Apologies for the delay - Yesterday was a tad hectic to say the least.

Here are 4 pics of the filter foam with dimensions in cm.








If you need any help just shout.

Murray


----------



## Spartacus (3 Sep 2013)

Wee update if it helps.

Sponge is 6cm at its widest point and 3.5cm top to bottom.

Need more coffee lol


----------



## RolyMo (3 Sep 2013)

Cheers Murray
Appreciate your efforts.


----------



## RolyMo (4 Sep 2013)

Hmmm just found a some insect lava in the tank. What shall I do scoop it out and feed to the other tank.


----------



## RolyMo (6 Sep 2013)

Week and half into he new tank up and running.
Plants are doing ok,without CO2 but I can see a little algae, but hey ho I will keen a close look.

I got my TDS pen through the post from a seller on eBay. And of course realised that all he shrimp breeders on breeders and keepers are talking in conductivity and not TDS ppm. Doh. Thankfully someone mentioned in another post to keep the TDS to 120-180. I did a test and it was 125. 

I got my cheapy waste of money test kit out to just do a few tests to see if the ammonia and nitrites and nitrate levels had settled. To my surprise the ammonia and nitrates had settled. 

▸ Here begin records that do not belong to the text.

pub const ROM_BANK_SIZE: usize = 0x4000;
pub const RAM_BANK_SIZE: usize = 0x2000;
pub const WRAM_BANK_SIZE: usize = 0x1000;

/// What the 0xA000-0xBFFF window currently exposes.
#[derive(Debug, Clone, Copy, PartialEq, Eq)]
pub enum RamMapping {
    /// Reads return 0xFF and writes are dropped.
    Disabled,
    /// The active RTC register is visible instead of RAM.
    Rtc,
    /// Cartridge RAM bank `n`.
    Bank(usize),
}

/// Owns the cartridge ROM/RAM and work RAM buffers and tracks which banks
/// are mapped into the CPU-visible windows.
#[derive(Debug)]
pub struct BankTable {
    rom: Vec<u8>,
    sram: Vec<u8>,
    wram: Vec<u8>,
    rom_bank0: usize,
    rom_bank: usize,
    ram: RamMapping,
    wram_bank: usize,
}

impl BankTable {
    pub fn new() -> Self {
        Self {
            rom: Vec::new(),
            sram: Vec::new(),
            wram: vec![0; 2 * WRAM_BANK_SIZE],
            rom_bank0: 0,
            rom_bank: 1,
            ram: RamMapping::Disabled,
            wram_bank: 1,
        }
    }

    /// Reallocate every buffer and return to the power-on mapping.
    pub fn reset(&mut self, rom_banks: usize, ram_banks: usize, wram_banks: usize) {
        self.rom = vec![0; rom_banks * ROM_BANK_SIZE];
        self.sram = vec![0; ram_banks * RAM_BANK_SIZE];
        self.wram = vec![0; wram_banks.max(2) * WRAM_BANK_SIZE];
        self.rom_bank0 = 0;
        self.rom_bank = 1 % rom_banks.max(1);
        self.ram = RamMapping::Disabled;
        self.wram_bank = 1;
    }

    pub fn rom(&self) -> &[u8] {
        &self.rom
    }

    pub fn rom_mut(&mut self) -> &mut [u8] {
        &mut self.rom
    }

    pub fn sram(&self) -> &[u8] {
        &self.sram
    }

    pub fn sram_mut(&mut self) -> &mut [u8] {
        &mut self.sram
    }

    /// Work RAM bank `bank`, or an empty slice when out of range.
    pub fn wram(&self, bank: usize) -> &[u8] {
        let start = bank * WRAM_BANK_SIZE;
        self.wram
            .get(start..start + WRAM_BANK_SIZE)
            .unwrap_or_default()
    }

    pub(crate) fn wram_all(&self) -> &[u8] {
        &self.wram
    }

    pub(crate) fn wram_all_mut(&mut self) -> &mut [u8] {
        &mut self.wram
    }

    pub fn rom_bank_count(&self) -> usize {
        self.rom.len() / ROM_BANK_SIZE
    }

    pub fn ram_bank_count(&self) -> usize {
        self.sram.len() / RAM_BANK_SIZE
    }

    pub fn wram_bank_count(&self) -> usize {
        self.wram.len() / WRAM_BANK_SIZE
    }

    pub fn rom_bank0(&self) -> usize {
        self.rom_bank0
    }

    pub fn rom_bank(&self) -> usize {
        self.rom_bank
    }

    pub fn ram_mapping(&self) -> RamMapping {
        self.ram
    }

    pub fn wram_bank(&self) -> usize {
        self.wram_bank
    }

    fn wrap_rom_bank(&self, bank: usize) -> usize {
        match self.rom_bank_count() {
            0 => 0,
            count => bank % count,
        }
    }

    /// Select the bank visible at 0x0000-0x3FFF.
    pub fn set_rom_bank0(&mut self, bank: usize) {
        self.rom_bank0 = self.wrap_rom_bank(bank);
    }

    /// Select the bank visible at 0x4000-0x7FFF.
    pub fn set_rom_bank(&mut self, bank: usize) {
        self.rom_bank = self.wrap_rom_bank(bank);
    }

    /// Refresh the 0xA000-0xBFFF window. An active RTC register takes
    /// priority over RAM.
    pub fn set_ram_bank(&mut self, enabled: bool, rtc_active: bool, bank: usize) {
        let count = self.ram_bank_count();
        self.ram = if rtc_active {
            RamMapping::Rtc
        } else if enabled && count > 0 {
            RamMapping::Bank(bank % count)
        } else {
            RamMapping::Disabled
        };
    }

    pub fn set_wram_bank(&mut self, bank: usize) {
        let bank = (bank % self.wram_bank_count()).max(1);
        self.wram_bank = bank;
    }

    pub fn read_rom(&self, addr: u16) -> u8 {
        let (bank, offset) = if addr < 0x4000 {
            (self.rom_bank0, addr as usize)
        } else {
            (self.rom_bank, (addr as usize - 0x4000) & 0x3FFF)
        };
        self.rom
            .get(bank * ROM_BANK_SIZE + offset)
            .copied()
            .unwrap_or(0xFF)
    }

    fn sram_index(&self, addr: u16) -> Option<usize> {
        match self.ram {
            RamMapping::Bank(bank) => {
                Some(bank * RAM_BANK_SIZE + ((addr as usize - 0xA000) & 0x1FFF))
            }
            _ => None,
        }
    }

    /// Read through the RAM window. Returns `None` when the RTC is mapped.
    pub fn read_sram(&self, addr: u16) -> Option<u8> {
        if self.ram == RamMapping::Rtc {
            return None;
        }
        Some(
            self.sram_index(addr)
                .and_then(|idx| self.sram.get(idx).copied())
                .unwrap_or(0xFF),
        )
    }

    /// Write through the RAM window. Returns `false` when the RTC is mapped
    /// and the caller must route the write to the clock instead.
    pub fn write_sram(&mut self, addr: u16, val: u8) -> bool {
        if self.ram == RamMapping::Rtc {
            return false;
        }
        if let Some(idx) = self.sram_index(addr)
            && let Some(b) = self.sram.get_mut(idx)
        {
            *b = val;
        }
        true
    }

    pub fn read_wram(&self, addr: u16) -> u8 {
        let idx = match addr {
            0xC000..=0xCFFF => addr as usize - 0xC000,
            0xD000..=0xDFFF => self.wram_bank * WRAM_BANK_SIZE + (addr as usize - 0xD000),
            _ => return 0xFF,
        };
        self.wram.get(idx).copied().unwrap_or(0xFF)
    }

    pub fn write_wram(&mut self, addr: u16, val: u8) {
        let idx = match addr {
            0xC000..=0xCFFF => addr as usize - 0xC000,
            0xD000..=0xDFFF => self.wram_bank * WRAM_BANK_SIZE + (addr as usize - 0xD000),
            _ => return,
        };
        if let Some(b) = self.wram.get_mut(idx) {
            *b = val;
        }
    }
}

impl Default for BankTable {
    fn default() -> Self {
        Self::new()
    }
}
//! The per-job ingestion pipeline.
//!
//! Five stages, in order: persist the raw chunk first (a downstream failure
//! must never lose source text), extract entities and events, materialize
//! the Context node, materialize the Chunk node, then materialize entities
//! and events with their embeddings and edges. Stage failures are isolated:
//! a job succeeds once stages 1–4 commit; stage-5 failures are counted but
//! non-fatal.

use std::sync::Arc;
use tracing::{debug, info, warn};

use crate::embedding::EmbeddingService;
use crate::extractor::{ExtractedEvent, Extraction, Extractor};
use crate::guard::state_extractor::{apply_state_changes, StateExtractor};
use crate::stores::{EdgeKind, GraphStore, KvStore, NodeLabel, VectorIndex, VectorPayload};
use crate::types::{
    scoped_uid, ChunkNode, ContextNode, EntityNode, EventNode, MemoryError, OffloadJob,
};
use uuid::Uuid;

/// Outcome of processing one offload job.
#[derive(Debug, Clone, PartialEq)]
pub struct JobOutcome {
    pub job_id: String,
    pub success: bool,
    pub entities: usize,
    pub events: usize,
    /// Non-fatal stage-5 failures (embedding, vector upsert, edge merges).
    pub materialization_failures: usize,
}

pub struct IngestionPipeline {
    extractor: Arc<Extractor>,
    embedder: Arc<dyn EmbeddingService>,
    kv: Arc<dyn KvStore>,
    vectors: Arc<dyn VectorIndex>,
    graph: Arc<dyn GraphStore>,
    state_extractor: StateExtractor,
}

impl IngestionPipeline {
    pub fn new(
        extractor: Arc<Extractor>,
        embedder: Arc<dyn EmbeddingService>,
        kv: Arc<dyn KvStore>,
        vectors: Arc<dyn VectorIndex>,
        graph: Arc<dyn GraphStore>,
    ) -> Self {
        Self {
            extractor,
            embedder,
            kv,
            vectors,
            graph,
            state_extractor: StateExtractor::new(),
        }
    }

    /// Run the five-stage pipeline for one job.
    pub async fn process_job(&self, job: &OffloadJob) -> Result<JobOutcome, MemoryError> {
        let start = std::time::Instant::now();
        let domain = job.metadata.domain.as_str();
        debug!(job_id = %job.job_id, tokens = job.token_count, "processing offload job");

        // Stage 1: persist the raw chunk with an extractive summary.
        let summary = extractive_summary(&job.chunk_text);
        self.kv.store_chunk(job, &summary).await?;

        // Stage 2: extraction. A contract violation degrades to empty lists;
        // the chunk above already preserves provenance.
        let extraction = match self.extractor.extract(&job.chunk_text, domain).await {
            Ok(extraction) => extraction,
            Err(e) => {
                warn!(job_id = %job.job_id, error = %e, "extraction failed, continuing with empty result");
                Extraction::default()
            }
        };

        // State tracking piggybacks on ingestion: transitions detected in
        // the evicted text create or move State nodes.
        let changes = self.state_extractor.extract(&job.chunk_text);
        if !changes.is_empty() {
            if let Err(e) = apply_state_changes(&self.graph, &changes).await {
                warn!(job_id = %job.job_id, error = %e, "state tracking update failed");
            }
        }

        // Stage 3: materialize the Context node.
        let context = ContextNode::for_domain(domain);
        self.graph.merge_context(&context).await?;

        // Stage 4: materialize the Chunk node with a snippet.
        let chunk = ChunkNode {
            uid: Uuid::new_v4().to_string(),
            content: snippet(&job.chunk_text, 200),
            source: "chat".to_string(),
            domain: domain.to_string(),
            token_count: job.token_count,
        };
        self.graph.merge_chunk(&chunk).await?;

        // Stage 5: entities first (so INITIATED edges can resolve), then
        // events, then flow linkage.
        let mut failures = 0usize;
        for entity in &extraction.entities {
            failures += self.materialize_entity(job, &context, &chunk, entity).await;
        }

        let flow_id = job.metadata.thread_id.as_str();
        let mut event_nodes: Vec<(EventNode, &ExtractedEvent)> = Vec::new();
        for (step, event) in extraction.events.iter().enumerate() {
            let node = EventNode {
                uid: Uuid::new_v4().to_string(),
                name: event.name.clone(),
                subtype: event.subtype.clone(),
                domain: domain.to_string(),
                description: event.description.clone(),
                timestamp: job.timestamp,
                flow_id: flow_id.to_string(),
                flow_step: step as i64,
                vector_id: None,
            };
            event_nodes.push((node, event));
        }
        for (node, event) in &mut event_nodes {
            failures += self
                .materialize_event(job, &context, &chunk, node, *event)
                .await;
        }

        // Stage 6: NEXT edges between consecutive events of the same flow.
        event_nodes.sort_by_key(|(node, _)| node.flow_step);
        for pair in event_nodes.windows(2) {
            let (prev, _) = &pair[0];
            let (next, _) = &pair[1];
            if prev.flow_id == next.flow_id {
                if let Err(e) = self
                    .graph
                    .merge_edge(
                        &prev.uid,
                        NodeLabel::Event,
                        &next.uid,
                        NodeLabel::Event,
                        EdgeKind::Next,
                    )
                    .await
                {
                    warn!(error = %e, "NEXT edge merge failed");
                    failures += 1;
                }
            }
        }

        info!(
            job_id = %job.job_id,
            entities = extraction.entities.len(),
            events = extraction.events.len(),
            failures,
            elapsed_ms = start.elapsed().as_millis() as u64,
            "offload job complete"
        );

        Ok(JobOutcome {
            job_id: job.job_id.clone(),
            success: true,
            entities: extraction.entities.len(),
            events: extraction.events.len(),
            materialization_failures: failures,
        })
    }

    /// Embed, index, merge, and link one entity. Returns the number of
    /// non-fatal failures encountered.
    async fn materialize_entity(
        &self,
        job: &OffloadJob,
        context: &ContextNode,
        chunk: &ChunkNode,
        entity: &crate::extractor::ExtractedEntity,
    ) -> usize {
        let domain = job.metadata.domain.as_str();
        let uid = scoped_uid(domain, &entity.name);
        let mut failures = 0;

        let wrapper = contextual_wrapper(domain, &entity.subtype, &entity.name, &entity.description);
        let vector_id = match self.embed_and_index(&uid, &wrapper, domain, &entity.subtype, &entity.name, "Entity").await {
            Ok(()) => Some(uid.clone()),
            Err(e) => {
                warn!(name = %entity.name, error = %e, "entity embedding/indexing failed");
                failures += 1;
                None
            }
        };

        let node = EntityNode {
            uid: uid.clone(),
            name: entity.name.clone(),
            subtype: entity.subtype.clone(),
            domain: domain.to_string(),
            description: entity.description.clone(),
            vector_id,
        };
        if let Err(e) = self.graph.merge_entity(&node).await {
            warn!(name = %entity.name, error = %e, "entity merge failed");
            return failures + 1;
        }

        failures += self
            .link(&uid, NodeLabel::Entity, &context.uid, NodeLabel::Context, EdgeKind::BelongsTo)
            .await;
        failures += self
            .link(&chunk.uid, NodeLabel::Chunk, &uid, NodeLabel::Entity, EdgeKind::Mentions)
            .await;
        failures
    }

    /// Embed, index, merge, and link one event, including its INITIATED
    /// edges from `caused_by` entity names.
    async fn materialize_event(
        &self,
        job: &OffloadJob,
        context: &ContextNode,
        chunk: &ChunkNode,
        node: &mut EventNode,
        event: &ExtractedEvent,
    ) -> usize {
        let domain = job.metadata.domain.as_str();
        let mut failures = 0;

        let wrapper = contextual_wrapper(domain, &event.subtype, &event.name, &event.description);
        match self
            .embed_and_index(&node.uid, &wrapper, domain, &event.subtype, &event.name, "Event")
            .await
        {
            Ok(()) => node.vector_id = Some(node.uid.clone()),
            Err(e) => {
                warn!(name = %event.name, error = %e, "event embedding/indexing failed");
                failures += 1;
            }
        }

        if let Err(e) = self.graph.merge_event(node).await {
            warn!(name = %event.name, error = %e, "event merge failed");
            return failures + 1;
        }

        failures += self
            .link(&node.uid, NodeLabel::Event, &context.uid, NodeLabel::Context, EdgeKind::BelongsTo)
            .await;
        failures += self
            .link(&chunk.uid, NodeLabel::Chunk, &node.uid, NodeLabel::Event, EdgeKind::Mentions)
            .await;

        // INITIATED edges: re-derive each agent entity's uid from its name.
        // A miss (entity never materialized) is logged and skipped.
        for cause in &event.caused_by {
            let cause_uid = scoped_uid(domain, cause);
            if let Err(e) = self
                .graph
                .merge_edge(&cause_uid, NodeLabel::Entity, &node.uid, NodeLabel::Event, EdgeKind::Initiated)
                .await
            {
                warn!(agent = %cause, event = %event.name, error = %e, "INITIATED edge skipped");
            }
        }
        failures
    }

    async fn embed_and_index(
        &self,
        uid: &str,
        wrapper: &str,
        domain: &str,
        subtype: &str,
        name: &str,
        node_type: &str,
    ) -> Result<(), MemoryError> {
        let embedding = self.embedder.embed(wrapper).await?;
        let payload = VectorPayload {
            domain: domain.to_string(),
            node_id: uid.to_string(),
            subtype: subtype.to_string(),
            name: name.to_string(),
            node_type: node_type.to_string(),
        };
        self.vectors.upsert(uid, &embedding, &payload).await
    }

    async fn link(
        &self,
        start_uid: &str,
        start: NodeLabel,
        end_uid: &str,
        end: NodeLabel,
        edge: EdgeKind,
    ) -> usize {
        match self.graph.merge_edge(start_uid, start, end_uid, end, edge).await {
            Ok(()) => 0,
            Err(e) => {
                warn!(edge = edge.as_str(), error = %e, "edge merge failed");
                1
            }
        }
    }
}

/// The disambiguating frame embedded instead of the bare description, so
/// identically-named items in different domains land in different regions of
/// vector space.
pub fn contextual_wrapper(domain: &str, subtype: &str, name: &str, content: &str) -> String {
    format!("[Domain: {domain}] [Type: {subtype}] [Name: {name}] {content}")
}

/// Deterministic extractive summary: first three and last three lines,
/// capped at 500 characters. No LLM involved, so stage 1 cannot fail on a
/// model contract.
pub fn extractive_summary(text: &str) -> String {
    if text.len() < 100 {
        return text.to_string();
    }

    let lines: Vec<&str> = text.lines().collect();
    let mut summary = if lines.len() <= 6 {
        text.chars().take(500).collect()
    } else {
        let head = lines[..3].join("\n");
        let tail = lines[lines.len() - 3..].join("\n");
        format!("{head}\n[...]\n{tail}")
    };

    if summary.len() > 500 {
        summary = summary.chars().take(500).collect::<String>() + "...";
    }
    summary
}

/// Truncate to at most `max_chars`, appending an ellipsis when cut.
pub fn snippet(text: &str, max_chars: usize) -> String {
    if text.chars().count() <= max_chars {
        text.to_string()
    } else {
        text.chars().take(max_chars).collect::<String>() + "..."
    }
}

#[cfg(test)]
mod tests {
    use super::*;

    #[test]
    fn wrapper_carries_the_disambiguating_frame() {
        let wrapper = contextual_wrapper("work", "person", "Alice", "a staff engineer");
        assert_eq!(
            wrapper,
            "[Domain: work] [Type: person] [Name: Alice] a staff engineer"
        );
    }

    #[test]
    fn short_text_summarizes_to_itself() {
        assert_eq!(extractive_summary("short"), "short");
    }

    #[test]
    fn long_text_keeps_head_and_tail() {
        let lines: Vec<String> = (0..20).map(|i| format!("line number {i} with text")).collect();
        let text = lines.join("\n");
        let summary = extractive_summary(&text);
        assert!(summary.contains("line number 0"));
        assert!(summary.contains("line number 19"));
        assert!(summary.contains("[...]"));
        assert!(summary.len() <= 503);
    }

    #[test]
    fn snippet_truncates_with_ellipsis() {
        assert_eq!(snippet("abc", 10), "abc");
        assert_eq!(snippet("abcdefghij", 5), "abcde...");
    }
}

So I decided to get a couple of extra Amano shrimp to help keep the algae down in the new tank.  

I drip acclimatised them over a 2hr period and then let them loose into the tank. I added some dried leaves too.

Still annoyed that the work would not sink and thus my plant is bound to a piece of slate rock. Don't laugh it's pitiful. 












Am now researching the minerals,  food and anything else I need .
Cheers
Roly


----------



## Lindy (7 Sep 2013)

Tie the WOOD to the slate! Then bury slate in substrate...
Also floating plants would be good to diffuse your light a bit to prevent algae.


----------



## RolyMo (7 Sep 2013)

Hi Lindy
I took the wood out as a temp measure as it was still leaching this slime coating around it. So I have left the plant attached to slate just for it to be attached to something.
I am hoping that the wood will stop doing its slime coating thing and I can transfer it back to the tank.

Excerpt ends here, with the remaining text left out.